Eustace Gillanders

eustace gillanders 1922
Eustace Gillanders, May 1922.

EUSTACE DAWSON GILLANDERS
(August 4, 1893 – February 14, 1966)

Vancouver Athletic Club (1913-1915; 1919)
Vancouver Coughlan Shipyards AAA (1918)

Vancouver Terminals (1919-1920; 1921-1923)
Vancouver Lacrosse Club (1921)

Eustace Gillanders was part of the core, defensive line on the Vancouver Terminals consisting of Bay Carter, Everett McLaren, Harry ‘Fat’ Painter, goaltender Jake Davis, and Gillanders himself, all who had previously combined to form the back-half of the Vancouver Athletic Club amateur dynasty in the decade prior and had made the move to the professionals in the early 1920s.

Eustace Dawson Gillanders was born in 1893 in Sapperton, New Westminster. His parents were Wesley Clark Gillanders and Arabella Holmes of Chilliwack. His father was from near Peterbourough, Ontario and had moved west around 1873-1874 at the age of 18, settling in Chilliwack with his mother, brothers, and sisters, all who had accompanied him to British Columbia by way of San Francisco, California. There his father Wesley met Eustace’s mother Arabella, a schoolteacher. The young couple married and lived on their pre-emption which was located between Chilliwack and Rosedale. Then at some point prior to Eustace’s birth in 1893, his parents moved to New Westminster to care for Arabella’s aging parents. In 1910, the family moved again, this time to Vancouver.

Gillanders started playing lacrosse at the age of 11, with one newspaper article stating that he had moved to the West End of Vancouver at a very young age. The same article mentions that during one of his early attempts at the sport, he smashed a window and frightened several youths who had to scurry for cover.
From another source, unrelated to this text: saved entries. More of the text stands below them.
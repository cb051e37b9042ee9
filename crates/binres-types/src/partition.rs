use std::borrow::Borrow;
use std::fmt;
use std::str::FromStr;

use serde::{Deserialize, Serialize};

use crate::error::TypeError;

/// Name of a logical storage bucket.
///
/// A partition name is a plain key: it is routed to exactly one backend
/// location by whoever builds the resolver, and is never interpreted as a
/// path. Names must be non-empty and may not contain whitespace, control
/// characters, or path separators.
#[derive(Clone, PartialEq, Eq, Hash, PartialOrd, Ord, Serialize, Deserialize)]
#[serde(try_from = "String", into = "String")]
pub struct PartitionName(String);

impl PartitionName {
    /// Validate and wrap a partition name.
    pub fn new(name: impl Into<String>) -> Result<Self, TypeError> {
        let name = name.into();
        validate(&name)?;
        Ok(Self(name))
    }

    /// The partition name as a string slice.
    pub fn as_str(&self) -> &str {
        &self.0
    }
}

fn validate(name: &str) -> Result<(), TypeError> {
    let reject = |reason: &str| TypeError::InvalidPartition {
        name: name.to_string(),
        reason: reason.into(),
    };

    if name.is_empty() {
        return Err(reject("must not be empty"));
    }
    if name.chars().any(|c| c.is_whitespace() || c.is_control()) {
        return Err(reject("must not contain whitespace or control characters"));
    }
    if name.contains(['/', '\\']) {
        return Err(reject("must not contain path separators"));
    }
    if name == "." || name == ".." {
        return Err(reject("must not be a relative path component"));
    }
    Ok(())
}

impl fmt::Debug for PartitionName {
    fn fmt(&self, f: &mut fmt::Formatter<'_>) -> fmt::Result {
        write!(f, "PartitionName({})", self.0)
    }
}

impl fmt::Display for PartitionName {
    fn fmt(&self, f: &mut fmt::Formatter<'_>) -> fmt::Result {
        f.write_str(&self.0)
    }
}

impl FromStr for PartitionName {
    type Err = TypeError;

    fn from_str(s: &str) -> Result<Self, Self::Err> {
        Self::new(s)
    }
}

impl TryFrom<String> for PartitionName {
    type Error = TypeError;

    fn try_from(value: String) -> Result<Self, Self::Error> {
        Self::new(value)
    }
}

impl TryFrom<&str> for PartitionName {
    type Error = TypeError;

    fn try_from(value: &str) -> Result<Self, Self::Error> {
        Self::new(value)
    }
}

impl From<PartitionName> for String {
    fn from(name: PartitionName) -> Self {
        name.0
    }
}

impl AsRef<str> for PartitionName {
    fn as_ref(&self) -> &str {
        &self.0
    }
}

// Lets maps keyed by `PartitionName` be queried with a plain `&str`.
impl Borrow<str> for PartitionName {
    fn borrow(&self) -> &str {
        &self.0
    }
}
impl ClientSession {
    pub fn new(
        id: ControllerId,
        link: LinkHandle,
        arbiter: Arc<Arbiter>,
        settings: SessionSettings,
        shutdown: Shutdown,
    ) -> Self {
        Self {
            id,
            device: link.name().to_string(),
            link,
            arbiter,
            settings,
            shutdown,
            stats: SessionStats::default(),
        }
    }

    pub fn id(&self) -> ControllerId {
        self.id
    }

    /// Device name of the controller link.
    pub fn device(&self) -> &str {
        &self.device
    }

    pub fn stats(&self) -> &SessionStats {
        &self.stats
    }

    /// Run one pass: acquire, forward at most one exchange, release.
    ///
    /// The slot is always released before this returns, on success and on
    /// error alike.
    pub fn run_cycle(&mut self) -> Result<CycleOutcome, SessionError> {
        if self.shutdown.is_triggered() {
            return Ok(CycleOutcome::Cancelled);
        }

        let arbiter = Arc::clone(&self.arbiter);
        let Some(permit) = arbiter.try_permit(self.id) else {
            self.stats.contentions += 1;
            trace!(controller = %self.device, backoff = ?self.settings.backoff, "slot busy, backing off");
            if self.shutdown.sleep(self.settings.backoff) {
                return Ok(CycleOutcome::Cancelled);
            }
            return Ok(CycleOutcome::Contended);
        };

        self.stats.acquisitions += 1;
        let outcome = self.forward(&permit);
        drop(permit);
        outcome
    }

    fn forward(&mut self, permit: &SlotPermit<'_>) -> Result<CycleOutcome, SessionError> {
        let read = read_bounded(
            &mut *self.link,
            self.settings.request_timeout,
            self.settings.poll_interval,
            &self.shutdown,
        )
        .map_err(|e| SessionError::controller(&self.device, e))?;

        let request = match read {
            None => return Ok(CycleOutcome::Cancelled),
            Some(ReadOutcome::Line(line)) if !line.is_empty() => line,
            Some(ReadOutcome::Line(_)) | Some(ReadOutcome::TimedOut) => {
                self.stats.idle_cycles += 1;
                trace!(controller = %self.device, "no request pending");
                return Ok(CycleOutcome::Idle);
            }
            Some(ReadOutcome::Overrun(discarded)) => {
                self.stats.overruns += 1;
                warn!(controller = %self.device, discarded, "request longer than receive buffer, dropped");
                return Ok(CycleOutcome::RequestOverrun { discarded });
            }
        };

        info!(
            controller = %self.device,
            request = %String::from_utf8_lossy(&request),
            "received request"
        );

        let reply = {
            let mut shared = permit.shared_link();
            let shared_name = self.arbiter.shared_name();
            let to_shared = |e: LinkError| SessionError::shared(shared_name, e);

            // Anything already waiting is a late answer to an earlier request.
            shared.clear_input().map_err(to_shared)?;
            shared.write_line(&request).map_err(to_shared)?;
            read_bounded(
                &mut **shared,
                self.settings.reply_timeout,
                self.settings.poll_interval,
                &self.shutdown,
            )
            .map_err(to_shared)?
        };

        match reply {
            None => Ok(CycleOutcome::Cancelled),
            Some(ReadOutcome::Line(reply)) => {
                info!(
                    controller = %self.device,
                    reply = %String::from_utf8_lossy(&reply),
                    "sending reply"
                );
                self.link
                    .write_line(&reply)
                    .map_err(|e| SessionError::controller(&self.device, e))?;
                self.stats.exchanges += 1;
                Ok(CycleOutcome::Exchanged { request, reply })
            }
            Some(ReadOutcome::TimedOut) => {
                self.stats.reply_timeouts += 1;
                warn!(
                    controller = %self.device,
                    shared = %self.arbiter.shared_name(),
                    timeout = ?self.settings.reply_timeout,
                    "shared device did not reply"
                );
                Ok(CycleOutcome::ReplyTimeout { request })
            }
            Some(ReadOutcome::Overrun(discarded)) => {
                self.stats.overruns += 1;
                warn!(controller = %self.device, discarded, "reply longer than receive buffer, dropped");
                Ok(CycleOutcome::ReplyOverrun { request, discarded })
            }
        }
    }

    /// Loop until shutdown or a link fault, then close the controller link.
    pub fn run(mut self) -> SessionReport {
        info!(controller = %self.device, id = %self.id, "session started");

        let result = loop {
            match self.run_cycle() {
                Ok(CycleOutcome::Cancelled) => break Ok(()),
                Ok(_) => {}
                Err(e) => {
                    error!(controller = %self.device, error = %e, "session stopped on link fault");
                    break Err(e);
                }
            }
        };

        if let Err(e) = self.link.close() {
            warn!(controller = %self.device, error = %e, "failed to close controller link");
        }

        debug!(controller = %self.device, stats = ?self.stats, "session finished");
        SessionReport {
            controller: self.id,
            device: self.device,
            stats: self.stats,
            result,
        }
    }
}
//! Splits a byte stream into lines with a length bound.

use super::traits::ReadOutcome;
use memchr::memchr;

/// Accumulates received bytes and hands out complete lines.
#[derive(Debug)]
pub(crate) struct LineAssembler {
    pending: Vec<u8>,
    max_line: usize,
    /// Bytes already dropped from the current overlong line.
    overrun: Option<usize>,
}

impl LineAssembler {
    pub(crate) fn new(max_line: usize) -> Self {
        Self {
            pending: Vec::with_capacity(max_line.min(4096)),
            max_line,
            overrun: None,
        }
    }

    pub(crate) fn extend(&mut self, bytes: &[u8]) {
        self.pending.extend_from_slice(bytes);
    }

    /// Next complete line, if one is buffered.
    ///
    /// Returns `None` when only a partial line is buffered. A partial line
    /// that already exceeds the bound is dropped right away and reported as
    /// `Overrun` once its terminator arrives.
    pub(crate) fn next_outcome(&mut self) -> Option<ReadOutcome> {
        match memchr(b'\n', &self.pending) {
            Some(pos) => {
                let mut line: Vec<u8> = self.pending.drain(..=pos).collect();
                line.pop();
                if line.last() == Some(&b'\r') {
                    line.pop();
                }
                if let Some(dropped) = self.overrun.take() {
                    return Some(ReadOutcome::Overrun(dropped + line.len()));
                }
                if line.len() > self.max_line {
                    return Some(ReadOutcome::Overrun(line.len()));
                }
                Some(ReadOutcome::Line(line))
            }
            None => {
                // A full-length line may still be waiting for the `\n` of its CRLF.
                let allowed = self.max_line + usize::from(self.pending.last() == Some(&b'\r'));
                if self.pending.len() > allowed {
                    *self.overrun.get_or_insert(0) += self.pending.len();
                    self.pending.clear();
                }
                None
            }
        }
    }

    pub(crate) fn clear(&mut self) {
        self.pending.clear();
        self.overrun = None;
    }

    pub(crate) fn buffered(&self) -> usize {
        self.pending.len()
    }
}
With roots in two lacrosse-playing communities, he played junior lacrosse for Sapperton and then played defensive point for the Vancouver Olympics in 1912 when he moved up to the intermediate ranks.

He turned senior in 1913 with the powerhouse Vancouver Athletic Club team during their Mann Cup dynasty run prior to the First World War – however he remained a senior and did not play when the Athletics challenged for the Minto Cup in 1913. His first season after the First World War saw him win another Mann Cup title in 1918 – this time with the Vancouver Coughlans Shipyards Amateur Athletic Association team who pushed aside the New Westminster Salmonbellies, North Vancouver Squamish Indians, and Winnipeg Argonauts on their run of 7 win and 2 ties.

On June 3, 1916 Eustace Gillanders married Gertrude Oglivie Marsh. They would have four children: Kenneth, Gordon, Marguerite, and an unnamed child who probably died at birth.

At the start of the 1919 campaign, he rejoined the Vancouver Athletic Club when the team reformed in the Pacific Coast Amateur Lacrosse Association after a three-year absence due to the war. Gillanders was elected team captain by his team-mates and was generally regarded as the best player on the roster. However, with VAC fielding a weak squad and suffering through poor results, Gillanders was convinced to turn professional around July 30, 1919 – a “bombshell” signing according to the Vancouver Province. The Vancouver Terminals had been in serious need of reinforcements for two to three weeks prior due to injuries and suspensions, and with newly-permitted substitutions now requiring more bodies to be carried by the team, the pro outfit had earlier tried to sign the Winged V star but to no avail.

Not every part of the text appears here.